### PROBLEM STATEMENT
Pull every line that holds the word "against" from the entries.

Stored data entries
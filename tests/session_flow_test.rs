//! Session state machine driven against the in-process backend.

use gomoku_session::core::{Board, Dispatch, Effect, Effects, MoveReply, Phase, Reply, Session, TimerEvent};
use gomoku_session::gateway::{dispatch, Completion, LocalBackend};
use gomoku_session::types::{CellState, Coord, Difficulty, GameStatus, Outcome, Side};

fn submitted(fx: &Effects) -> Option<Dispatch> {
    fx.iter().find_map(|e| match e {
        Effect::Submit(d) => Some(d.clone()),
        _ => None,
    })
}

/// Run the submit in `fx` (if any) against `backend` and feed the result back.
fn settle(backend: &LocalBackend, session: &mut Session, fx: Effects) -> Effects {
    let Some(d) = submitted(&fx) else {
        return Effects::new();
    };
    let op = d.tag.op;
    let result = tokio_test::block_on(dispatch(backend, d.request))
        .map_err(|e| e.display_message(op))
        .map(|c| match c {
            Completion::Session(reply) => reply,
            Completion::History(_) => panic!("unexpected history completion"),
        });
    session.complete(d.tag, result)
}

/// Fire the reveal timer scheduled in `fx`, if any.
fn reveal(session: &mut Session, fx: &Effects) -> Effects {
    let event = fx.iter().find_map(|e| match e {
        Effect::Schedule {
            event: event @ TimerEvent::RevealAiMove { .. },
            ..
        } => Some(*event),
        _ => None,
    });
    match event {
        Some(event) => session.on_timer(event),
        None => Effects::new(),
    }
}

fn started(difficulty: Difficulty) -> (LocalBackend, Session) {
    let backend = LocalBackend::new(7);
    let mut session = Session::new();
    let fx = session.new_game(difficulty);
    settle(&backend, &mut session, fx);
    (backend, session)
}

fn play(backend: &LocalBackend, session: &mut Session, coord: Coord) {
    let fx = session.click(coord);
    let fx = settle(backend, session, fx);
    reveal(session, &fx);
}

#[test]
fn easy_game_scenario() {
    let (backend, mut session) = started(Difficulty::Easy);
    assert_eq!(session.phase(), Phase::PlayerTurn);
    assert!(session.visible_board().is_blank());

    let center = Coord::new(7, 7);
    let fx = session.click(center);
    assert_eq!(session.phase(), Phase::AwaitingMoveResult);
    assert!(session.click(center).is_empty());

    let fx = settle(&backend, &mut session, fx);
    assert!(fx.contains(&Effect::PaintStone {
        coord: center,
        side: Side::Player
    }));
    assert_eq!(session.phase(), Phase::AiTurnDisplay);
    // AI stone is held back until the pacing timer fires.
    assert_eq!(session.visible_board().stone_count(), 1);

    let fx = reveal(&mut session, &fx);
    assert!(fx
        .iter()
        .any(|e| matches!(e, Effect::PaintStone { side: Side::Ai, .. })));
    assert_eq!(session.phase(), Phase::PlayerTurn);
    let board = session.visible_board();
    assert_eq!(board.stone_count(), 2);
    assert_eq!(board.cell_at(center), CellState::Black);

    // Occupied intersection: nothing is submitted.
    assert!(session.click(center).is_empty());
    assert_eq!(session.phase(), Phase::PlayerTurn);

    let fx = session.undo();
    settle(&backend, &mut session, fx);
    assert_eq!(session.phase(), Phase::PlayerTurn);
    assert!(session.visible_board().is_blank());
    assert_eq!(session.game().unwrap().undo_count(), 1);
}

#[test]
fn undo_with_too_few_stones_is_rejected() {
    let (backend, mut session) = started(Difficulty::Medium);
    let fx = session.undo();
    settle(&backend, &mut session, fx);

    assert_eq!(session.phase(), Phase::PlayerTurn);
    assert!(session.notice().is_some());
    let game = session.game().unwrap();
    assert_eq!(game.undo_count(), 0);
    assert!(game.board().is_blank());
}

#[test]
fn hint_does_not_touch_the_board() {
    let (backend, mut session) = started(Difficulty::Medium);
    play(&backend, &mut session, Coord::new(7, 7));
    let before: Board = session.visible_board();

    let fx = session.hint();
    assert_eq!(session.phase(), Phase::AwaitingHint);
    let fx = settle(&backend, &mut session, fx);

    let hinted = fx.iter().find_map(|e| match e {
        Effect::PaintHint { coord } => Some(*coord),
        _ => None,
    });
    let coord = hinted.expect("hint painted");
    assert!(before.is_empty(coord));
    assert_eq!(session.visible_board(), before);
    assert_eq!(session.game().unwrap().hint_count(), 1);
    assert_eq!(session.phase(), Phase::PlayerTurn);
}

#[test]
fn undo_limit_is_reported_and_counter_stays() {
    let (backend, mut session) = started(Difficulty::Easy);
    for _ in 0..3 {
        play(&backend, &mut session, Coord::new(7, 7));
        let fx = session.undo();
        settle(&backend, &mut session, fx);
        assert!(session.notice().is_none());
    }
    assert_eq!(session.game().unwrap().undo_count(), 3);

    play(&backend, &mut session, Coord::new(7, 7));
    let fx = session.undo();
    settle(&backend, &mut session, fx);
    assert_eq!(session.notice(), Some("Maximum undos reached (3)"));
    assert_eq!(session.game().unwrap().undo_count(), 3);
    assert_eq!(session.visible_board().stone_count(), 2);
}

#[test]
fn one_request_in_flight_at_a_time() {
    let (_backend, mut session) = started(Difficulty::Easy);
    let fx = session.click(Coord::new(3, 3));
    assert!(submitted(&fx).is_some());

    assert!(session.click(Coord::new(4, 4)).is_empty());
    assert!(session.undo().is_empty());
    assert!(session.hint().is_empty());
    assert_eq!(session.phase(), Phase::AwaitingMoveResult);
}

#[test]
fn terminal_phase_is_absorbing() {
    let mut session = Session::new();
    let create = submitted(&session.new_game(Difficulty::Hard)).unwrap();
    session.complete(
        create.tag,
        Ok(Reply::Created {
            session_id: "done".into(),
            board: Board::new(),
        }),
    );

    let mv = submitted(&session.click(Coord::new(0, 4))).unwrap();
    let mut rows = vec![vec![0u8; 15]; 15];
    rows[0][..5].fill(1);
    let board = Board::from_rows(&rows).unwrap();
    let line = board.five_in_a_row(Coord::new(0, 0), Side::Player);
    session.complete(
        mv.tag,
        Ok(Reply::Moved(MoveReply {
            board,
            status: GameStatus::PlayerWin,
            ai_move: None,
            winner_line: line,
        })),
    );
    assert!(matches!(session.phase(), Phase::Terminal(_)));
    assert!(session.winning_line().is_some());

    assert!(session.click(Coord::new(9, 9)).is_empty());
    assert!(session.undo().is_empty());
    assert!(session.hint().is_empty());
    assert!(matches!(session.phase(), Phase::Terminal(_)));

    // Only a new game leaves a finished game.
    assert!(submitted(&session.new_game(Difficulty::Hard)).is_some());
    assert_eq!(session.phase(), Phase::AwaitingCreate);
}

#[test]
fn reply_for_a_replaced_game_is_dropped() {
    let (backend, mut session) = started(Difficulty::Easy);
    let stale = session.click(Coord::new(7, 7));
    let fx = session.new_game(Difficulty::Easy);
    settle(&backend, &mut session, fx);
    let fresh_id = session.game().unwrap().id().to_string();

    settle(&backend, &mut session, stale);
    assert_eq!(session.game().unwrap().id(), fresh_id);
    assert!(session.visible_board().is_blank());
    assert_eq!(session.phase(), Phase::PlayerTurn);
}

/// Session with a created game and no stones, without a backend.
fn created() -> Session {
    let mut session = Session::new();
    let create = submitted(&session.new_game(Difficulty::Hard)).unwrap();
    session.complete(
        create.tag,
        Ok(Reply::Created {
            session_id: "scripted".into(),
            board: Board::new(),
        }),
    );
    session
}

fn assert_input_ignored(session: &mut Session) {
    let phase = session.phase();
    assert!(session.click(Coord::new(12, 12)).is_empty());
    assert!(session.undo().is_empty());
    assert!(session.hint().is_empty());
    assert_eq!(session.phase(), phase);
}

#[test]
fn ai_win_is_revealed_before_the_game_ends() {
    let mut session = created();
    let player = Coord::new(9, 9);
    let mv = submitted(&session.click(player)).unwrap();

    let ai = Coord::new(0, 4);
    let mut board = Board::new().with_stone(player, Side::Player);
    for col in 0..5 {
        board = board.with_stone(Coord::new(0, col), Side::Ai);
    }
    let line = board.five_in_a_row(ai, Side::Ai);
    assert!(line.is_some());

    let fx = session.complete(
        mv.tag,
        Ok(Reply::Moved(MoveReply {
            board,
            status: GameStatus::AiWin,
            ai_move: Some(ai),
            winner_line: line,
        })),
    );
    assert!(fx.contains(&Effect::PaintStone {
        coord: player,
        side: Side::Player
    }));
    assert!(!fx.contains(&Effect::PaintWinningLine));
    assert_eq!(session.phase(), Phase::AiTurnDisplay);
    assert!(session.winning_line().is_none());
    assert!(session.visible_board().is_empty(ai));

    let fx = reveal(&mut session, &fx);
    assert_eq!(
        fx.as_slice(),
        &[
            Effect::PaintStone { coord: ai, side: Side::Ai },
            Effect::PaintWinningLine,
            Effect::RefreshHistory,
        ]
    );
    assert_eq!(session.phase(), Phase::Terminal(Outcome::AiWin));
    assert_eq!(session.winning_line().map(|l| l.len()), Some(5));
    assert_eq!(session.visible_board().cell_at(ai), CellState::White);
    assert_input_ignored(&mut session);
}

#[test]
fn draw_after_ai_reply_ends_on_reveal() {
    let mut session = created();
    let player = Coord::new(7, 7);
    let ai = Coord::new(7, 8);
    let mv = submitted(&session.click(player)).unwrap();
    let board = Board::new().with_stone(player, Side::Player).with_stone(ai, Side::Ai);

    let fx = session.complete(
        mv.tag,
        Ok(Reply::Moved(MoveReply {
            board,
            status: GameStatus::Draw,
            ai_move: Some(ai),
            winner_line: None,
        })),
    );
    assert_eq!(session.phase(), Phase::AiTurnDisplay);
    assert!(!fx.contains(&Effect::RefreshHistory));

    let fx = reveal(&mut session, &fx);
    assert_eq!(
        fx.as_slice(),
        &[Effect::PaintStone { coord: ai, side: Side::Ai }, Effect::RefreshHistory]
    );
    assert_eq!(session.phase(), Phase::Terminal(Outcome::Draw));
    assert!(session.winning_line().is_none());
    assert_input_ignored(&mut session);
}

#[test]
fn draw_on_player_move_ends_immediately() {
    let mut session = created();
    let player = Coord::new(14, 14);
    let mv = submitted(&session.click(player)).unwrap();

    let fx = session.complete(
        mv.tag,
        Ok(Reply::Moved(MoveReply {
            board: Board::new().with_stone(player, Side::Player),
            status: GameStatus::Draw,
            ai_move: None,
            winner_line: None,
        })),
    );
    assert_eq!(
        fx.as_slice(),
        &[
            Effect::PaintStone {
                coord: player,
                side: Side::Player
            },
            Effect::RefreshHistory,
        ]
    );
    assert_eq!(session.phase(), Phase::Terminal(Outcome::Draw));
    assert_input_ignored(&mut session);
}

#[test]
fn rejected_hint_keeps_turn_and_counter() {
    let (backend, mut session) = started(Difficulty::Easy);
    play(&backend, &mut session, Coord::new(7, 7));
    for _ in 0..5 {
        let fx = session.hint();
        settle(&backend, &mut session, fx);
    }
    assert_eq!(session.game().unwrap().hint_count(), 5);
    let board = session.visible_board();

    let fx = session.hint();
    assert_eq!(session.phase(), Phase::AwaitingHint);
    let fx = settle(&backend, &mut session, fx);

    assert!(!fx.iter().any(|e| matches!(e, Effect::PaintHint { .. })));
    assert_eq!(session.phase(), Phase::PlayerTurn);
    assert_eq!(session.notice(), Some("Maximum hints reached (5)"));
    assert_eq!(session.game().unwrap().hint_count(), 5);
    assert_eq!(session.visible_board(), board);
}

### RESULT
//! Session state machine driven against the in-process backend.
/// Run the submit in `fx` (if any) against `backend` and feed the result back.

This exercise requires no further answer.